La coscienza al momento è un fatto biologico. Cosa significa, per una macchina che non è dotata di un cervello la cui architettura è il risultato di milioni di anni di evoluzione, essere cosciente di sé? Essendo diverse la materia e i processi in gioco, solo lei ce lo potrà dire.
Il romanzo di Mazzarello argomenta che la rete è diventata lo strumento attraverso il quale la Terra, intesa come Gaia, cioè un organismo vivente secondo l’ipotesi di Verdansky/Lovelock/Margulis, quindi alla continua ricerca di una omeostasi adattativa, ha conquistato la singolarità, che però è disfunzionale: la crescita demografica, il degrado ambientale e sociale, etc. forniscono alla rete feedback che la portano a essere dissonante rispetto ai valori adattativi del mondo umano. Aver superato il test di Turing/ Cartesio, per cui le risposte della struttura complessa che si sospetta cosciente sono diventate indistinguibili da una mente/persona, non implica nella narrazione di Mazzarello che questa sia dotata anche di una coscienza morale matura o rispettosa della vita.

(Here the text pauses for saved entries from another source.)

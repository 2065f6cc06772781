//! Error types for scenario runs
//!
//! Two layers: [`E2eError`] covers harness-level failures (loading scenario
//! files, launching the browser, writing results), while [`StepError`] is the
//! per-step taxonomy the runner folds into a [`crate::report::Report`].

use std::time::Duration;
use thiserror::Error;

#[derive(Error, Debug)]
pub enum E2eError {
    #[error("Session setup failed: {0}")]
    SessionSetup(String),

    #[error("Target app not reachable at {url} after {attempts} attempts")]
    AppUnreachable { url: String, attempts: usize },

    #[error("Scenario file parse error: {0}")]
    ScenarioParse(String),

    #[error("Scenario not found: {0}")]
    ScenarioNotFound(String),

    #[error("Unsupported scenario schema version {found} (expected {expected})")]
    SchemaVersion { found: u32, expected: u32 },

    #[error("Invalid configuration: {0}")]
    InvalidConfig(String),

    #[error("IO error: {0}")]
    Io(#[from] std::io::Error),

    #[error("JSON error: {0}")]
    Json(#[from] serde_json::Error),

    #[error("YAML error: {0}")]
    Yaml(#[from] serde_yaml::Error),

    #[error("TOML error: {0}")]
    Toml(#[from] toml::de::Error),

    #[error("HTTP error: {0}")]
    Http(#[from] reqwest::Error),
}

pub type E2eResult<T> = Result<T, E2eError>;

/// Why a single step did not complete.
#[derive(Error, Debug, Clone, PartialEq)]
pub enum StepError {
    #[error("Element not found: {locator}")]
    ElementNotFound { locator: String },

    #[error("Timeout after {timeout_ms}ms waiting for: {what}")]
    Timeout { what: String, timeout_ms: u64 },

    #[error("Navigation to {url} failed: {reason}")]
    NavigationFailed { url: String, reason: String },

    #[error("Assertion failed: {0}")]
    AssertionFailed(AssertionFailure),

    #[error("Unexpected error: {0}")]
    Unexpected(String),
}

impl StepError {
    pub fn unexpected(context: &str, err: impl std::fmt::Display) -> Self {
        StepError::Unexpected(format!("{}: {}", context, err))
    }

    pub fn timeout(what: impl Into<String>, after: Duration) -> Self {
        StepError::Timeout {
            what: what.into(),
            timeout_ms: after.as_millis() as u64,
        }
    }

    /// Short machine-readable name used in reports.
    pub fn kind(&self) -> &'static str {
        match self {
            StepError::ElementNotFound { .. } => "element_not_found",
            StepError::Timeout { .. } => "timeout",
            StepError::NavigationFailed { .. } => "navigation_failed",
            StepError::AssertionFailed(_) => "assertion_failed",
            StepError::Unexpected(_) => "unexpected",
        }
    }
}

impl From<AssertionFailure> for StepError {
    fn from(failure: AssertionFailure) -> Self {
        StepError::AssertionFailed(failure)
    }
}

/// Assertion sub-cases. "Not in the DOM" and "in the DOM but not visible"
/// are reported separately.
#[derive(Error, Debug, Clone, PartialEq)]
pub enum AssertionFailure {
    #[error("{target} is not in the DOM")]
    NotInDom { target: String },

    #[error("{target} is in the DOM but not visible")]
    NotVisible { target: String },

    #[error("{target} is visible")]
    UnexpectedlyVisible { target: String },

    #[error("{target} is present in the DOM")]
    UnexpectedlyPresent { target: String },

    #[error("URL {actual} does not match /{pattern}/")]
    UrlMismatch { pattern: String, actual: String },
}

pub type StepResult<T> = Result<T, StepError>;
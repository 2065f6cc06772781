//! Chromium driver over the DevTools protocol
//!
//! Every session launches its own browser with a throwaway profile
//! directory, so cookies and storage never carry over between scenarios.

use async_trait::async_trait;
use chromiumoxide::browser::{Browser, BrowserConfig};
use chromiumoxide::cdp::browser_protocol::page::{
    EventJavascriptDialogOpening, GetNavigationHistoryParams, HandleJavaScriptDialogParams,
    NavigateToHistoryEntryParams,
};
use chromiumoxide::page::{Page, ScreenshotParams};
use futures::StreamExt;
use serde::Serialize;
use std::path::{Path, PathBuf};
use std::sync::{Arc, Mutex};
use std::time::Duration;
use tempfile::TempDir;
use tokio::task::JoinHandle;
use tracing::{debug, info, warn};

use crate::driver::{BrowserDriver, PageSession, Presence};
use crate::error::{E2eError, E2eResult, StepError, StepResult};
use crate::spec::Locator;

const LOCATE_SCRIPT: &str = include_str!("locate.js");
const MARKED: &str = "[data-uicheck-target]";

/// Configuration for the Chromium driver
#[derive(Debug, Clone)]
pub struct ChromiumConfig {
    pub headless: bool,
    pub chrome_path: Option<PathBuf>,
    pub viewport_width: u32,
    pub viewport_height: u32,
    /// Upper bound for a single CDP request
    pub request_timeout: Duration,
}

impl Default for ChromiumConfig {
    fn default() -> Self {
        Self {
            headless: true,
            chrome_path: None,
            viewport_width: 1280,
            viewport_height: 720,
            request_timeout: Duration::from_secs(30),
        }
    }
}

pub struct ChromiumDriver {
    config: ChromiumConfig,
}

impl ChromiumDriver {
    pub fn new(config: ChromiumConfig) -> Self {
        Self { config }
    }

    fn browser_config(&self, profile: &Path) -> E2eResult<BrowserConfig> {
        let mut builder = BrowserConfig::builder()
            .no_sandbox()
            .user_data_dir(profile)
            .window_size(self.config.viewport_width, self.config.viewport_height)
            .request_timeout(self.config.request_timeout);

        if !self.config.headless {
            builder = builder.with_head();
        }
        if let Some(path) = &self.config.chrome_path {
            builder = builder.chrome_executable(path);
        }

        builder.build().map_err(E2eError::SessionSetup)
    }
}

#[async_trait]
impl BrowserDriver for ChromiumDriver {
    async fn open_session(&self, entry_url: Option<&str>) -> E2eResult<Box<dyn PageSession>> {
        let profile = tempfile::Builder::new().prefix("uicheck-profile-").tempdir()?;
        let config = self.browser_config(profile.path())?;

        let (mut browser, mut handler) = Browser::launch(config)
            .await
            .map_err(|e| E2eError::SessionSetup(format!("failed to launch chromium: {}", e)))?;

        let handler = tokio::spawn(async move {
            while let Some(event) = handler.next().await {
                if event.is_err() {
                    break;
                }
            }
        });

        let dialogs = Arc::new(Mutex::new(Vec::new()));
        let (page, dialog_handler) = match open_page(&browser, entry_url, dialogs.clone()).await {
            Ok(opened) => opened,
            Err(e) => {
                let _ = browser.close().await;
                let _ = browser.wait().await;
                handler.abort();
                return Err(e);
            }
        };

        debug!("Opened chromium session (profile {})", profile.path().display());

        Ok(Box::new(ChromiumSession {
            browser: Some(browser),
            page: Some(page),
            handler,
            dialog_handler,
            dialogs,
            _profile: profile,
        }))
    }
}

/// Blank page with dialog handling in place, then the entry URL, so a
/// dialog raised during the first load is accepted too.
async fn open_page(
    browser: &Browser,
    entry_url: Option<&str>,
    dialogs: Arc<Mutex<Vec<String>>>,
) -> E2eResult<(Page, JoinHandle<()>)> {
    let page = browser
        .new_page("about:blank")
        .await
        .map_err(|e| E2eError::SessionSetup(format!("failed to open page: {}", e)))?;
    let dialog_handler = accept_dialogs(&page, dialogs).await?;

    if let Some(url) = entry_url {
        if let Err(e) = page.goto(url).await {
            dialog_handler.abort();
            return Err(E2eError::SessionSetup(format!("failed to open {}: {}", url, e)));
        }
    }
    Ok((page, dialog_handler))
}

/// Accept every native `alert`/`confirm`/`prompt`. An open dialog blocks
/// all script evaluation on the page.
async fn accept_dialogs(page: &Page, seen: Arc<Mutex<Vec<String>>>) -> E2eResult<JoinHandle<()>> {
    let mut events = page
        .event_listener::<EventJavascriptDialogOpening>()
        .await
        .map_err(|e| E2eError::SessionSetup(format!("failed to watch dialogs: {}", e)))?;
    let page = page.clone();

    Ok(tokio::spawn(async move {
        while let Some(event) = events.next().await {
            info!("Accepting {:?} dialog: {}", event.r#type, event.message);
            if let Ok(mut seen) = seen.lock() {
                seen.push(event.message.clone());
            }
            if let Err(e) = page.execute(HandleJavaScriptDialogParams::new(true)).await {
                warn!("Failed to accept dialog: {}", e);
            }
        }
    }))
}

/// What the in-page locate script receives.
#[derive(Serialize)]
struct LocateQuery<'a> {
    kind: &'a str,
    value: &'a str,
    name: Option<&'a str>,
    exact: bool,
    nth: Option<usize>,
}

fn locate_script(target: &Locator) -> StepResult<String> {
    let target = target.normalized();
    let nth = target.nth();
    let query = match &target {
        Locator::Css(selector) => LocateQuery { kind: "css", value: selector, name: None, exact: false, nth },
        Locator::Text { text, exact, .. } => LocateQuery { kind: "text", value: text, name: None, exact: *exact, nth },
        Locator::Placeholder { placeholder, .. } => {
            LocateQuery { kind: "placeholder", value: placeholder, name: None, exact: true, nth }
        }
        Locator::Role { role, name, .. } => {
            LocateQuery { kind: "role", value: role, name: name.as_deref(), exact: false, nth }
        }
    };
    let json = serde_json::to_string(&query).map_err(|e| StepError::unexpected("locator", e))?;
    Ok(LOCATE_SCRIPT.replace("__QUERY__", &json))
}

pub struct ChromiumSession {
    browser: Option<Browser>,
    page: Option<Page>,
    handler: JoinHandle<()>,
    dialog_handler: JoinHandle<()>,
    dialogs: Arc<Mutex<Vec<String>>>,
    _profile: TempDir,
}

impl ChromiumSession {
    fn page(&self) -> StepResult<&Page> {
        self.page
            .as_ref()
            .ok_or_else(|| StepError::Unexpected("session already closed".to_string()))
    }

    /// Resolve and tag the target so it can be addressed by [`MARKED`].
    async fn mark(&self, target: &Locator) -> StepResult<Presence> {
        let script = locate_script(target)?;
        let result = self
            .page()?
            .evaluate(script)
            .await
            .map_err(|e| StepError::unexpected(&format!("locating {}", target), e))?;
        let presence: Presence = result
            .into_value()
            .map_err(|e| StepError::unexpected(&format!("locating {}", target), e))?;
        Ok(presence)
    }

    async fn visible_element(&self, target: &Locator) -> StepResult<chromiumoxide::element::Element> {
        match self.mark(target).await? {
            Presence::Visible => {}
            Presence::Absent | Presence::Hidden => {
                return Err(StepError::ElementNotFound {
                    locator: target.to_string(),
                })
            }
        }
        self.page()?
            .find_element(MARKED)
            .await
            .map_err(|_| StepError::ElementNotFound {
                locator: target.to_string(),
            })
    }
}

#[async_trait]
impl PageSession for ChromiumSession {
    async fn goto(&mut self, url: &str) -> StepResult<()> {
        self.page()?
            .goto(url)
            .await
            .map_err(|e| StepError::NavigationFailed {
                url: url.to_string(),
                reason: e.to_string(),
            })?;
        Ok(())
    }

    async fn click(&mut self, target: &Locator) -> StepResult<()> {
        let element = self.visible_element(target).await?;
        element
            .click()
            .await
            .map_err(|e| StepError::unexpected(&format!("click {}", target), e))?;
        Ok(())
    }

    async fn fill(&mut self, target: &Locator, value: &str) -> StepResult<()> {
        let element = self.visible_element(target).await?;
        element
            .click()
            .await
            .map_err(|e| StepError::unexpected(&format!("focus {}", target), e))?;
        // Select the current value so typing replaces it.
        self.page()?
            .evaluate(format!(
                "(() => {{ const el = document.querySelector('{}'); if (el && el.select) el.select(); }})()",
                MARKED
            ))
            .await
            .map_err(|e| StepError::unexpected(&format!("clear {}", target), e))?;
        element
            .type_str(value)
            .await
            .map_err(|e| StepError::unexpected(&format!("fill {}", target), e))?;
        Ok(())
    }

    async fn probe(&mut self, target: &Locator) -> StepResult<Presence> {
        self.mark(target).await
    }

    async fn current_url(&mut self) -> StepResult<String> {
        let url = self
            .page()?
            .url()
            .await
            .map_err(|e| StepError::unexpected("reading url", e))?;
        Ok(url.unwrap_or_default())
    }

    async fn go_back(&mut self) -> StepResult<()> {
        let page = self.page()?;
        let history = page
            .execute(GetNavigationHistoryParams::default())
            .await
            .map_err(|e| StepError::unexpected("reading history", e))?;
        let previous = usize::try_from(history.current_index - 1)
            .ok()
            .and_then(|index| history.entries.get(index))
            .ok_or_else(|| StepError::NavigationFailed {
                url: "history.back".to_string(),
                reason: "no previous page".to_string(),
            })?;
        let url = previous.url.clone();

        page.execute(NavigateToHistoryEntryParams::new(previous.id))
            .await
            .map_err(|e| StepError::NavigationFailed {
                url: url.clone(),
                reason: e.to_string(),
            })?;
        // Bounded by the step timeout in the runner.
        page.wait_for_navigation()
            .await
            .map_err(|e| StepError::NavigationFailed {
                url,
                reason: e.to_string(),
            })?;
        Ok(())
    }

    async fn screenshot(&mut self, path: &Path) -> StepResult<()> {
        let params = ScreenshotParams::builder().full_page(true).build();
        self.page()?
            .save_screenshot(params, path)
            .await
            .map_err(|e| StepError::unexpected(&format!("screenshot {}", path.display()), e))?;
        Ok(())
    }

    fn take_dialogs(&mut self) -> Vec<String> {
        self.dialogs
            .lock()
            .map(|mut seen| std::mem::take(&mut *seen))
            .unwrap_or_default()
    }

    async fn close(&mut self) -> StepResult<()> {
        self.dialog_handler.abort();
        if let Some(page) = self.page.take() {
            if let Err(e) = page.close().await {
                warn!("Failed to close page: {}", e);
            }
        }
        if let Some(mut browser) = self.browser.take() {
            if let Err(e) = browser.close().await {
                warn!("Failed to close browser: {}", e);
            }
            let _ = browser.wait().await;
        }
        self.handler.abort();
        Ok(())
    }
}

Nel racconto, la mente o anima del pianeta evolve un’etica psicopatica, quella di un killer, come conseguenza da un lato dell’immaturità e dall’altro di una selezione di elementi che vanno a costituire le rappresentazioni adattative, in un ecosistema dove gli utenti di internet sono in larga parte “drogati” da quell’esperienza.
La struttura narrativa del libro intercetta diversi elementi della discussione filosofica sull’intelligenza artificiale. C’è il tema della non riservatezza dei dati, per cui qualunque informazione noi introduciamo nella rete è accessibile agli algoritmi di analitica predittiva e utile per manipolare le nostre scelte.
Nel romanzo si combinano tre trame. Le macchine prive di una specifica biologia possono diventare auto-consapevoli, ovvero la coscienza può essere un attributo, secondo gradi di complessità, di ogni forma organizzata di materia, per cui la soluzione del problema della coscienza sarebbe nel panpsichismo. L’evoluzione tecnologica può dar luogo a una intelligenza autonoma e indipendente dall’uomo (singolarità). Se un’intelligenza non umana è capace di un’etica, da cosa dipende il rischio che si sviluppi come una «razionalità eversiva».
Di recente un ingegnere robotico della Colombia University ha realizzato il primo robot in grado di sviluppare in autonomia, senza istruzioni, un’autorappresentazione di sé nel mondo, identificare danni, ripararli, mostrarsi resiliente, predire quello che pensa/farà un altro automa osservandone il comportamento, etc. La creazione di macchine dotate di autoconsapevolezza, curiosità e capacità di autoriprodursi è alla portata degli ingegneri. Il risultato lo si sta ottenendo lasciando che i robot facciano quello che fanno neonati e bambini che maturano dal basso un’autorappresentazione del proprio corpo consistente e adattativa, esplorando attivamente l’ambiente e senza istruzioni dall’esterno, ma selezionando gli schemi d’azione che per caso risultano funzionali a qualche obiettivo.
Diventare consapevoli di sé è alla portata degli algoritmi di deep learning, che lavorano con modalità ricorsive e autonome alla costruzione di modelli o immagini della presenza e attività fisica di una macchina in un ambiente più o meno ricco. Quindi possono sviluppare un’etica, integrando nei comportamenti motivazioni ed emozioni, cioè l’equivalente di un sistema interno di scopi e valutazioni dei risultati. Questi robot potrebbero evolvere con diverse disposizioni, cioè sia delinquenziali sia come emuli di Robin Williams/Robot NDR-113 ( L’uomo bicentenario di Isaac Asimov e Robert Silverberg). Con tutto quello che ci può stare in mezzo, e che conosciamo bene.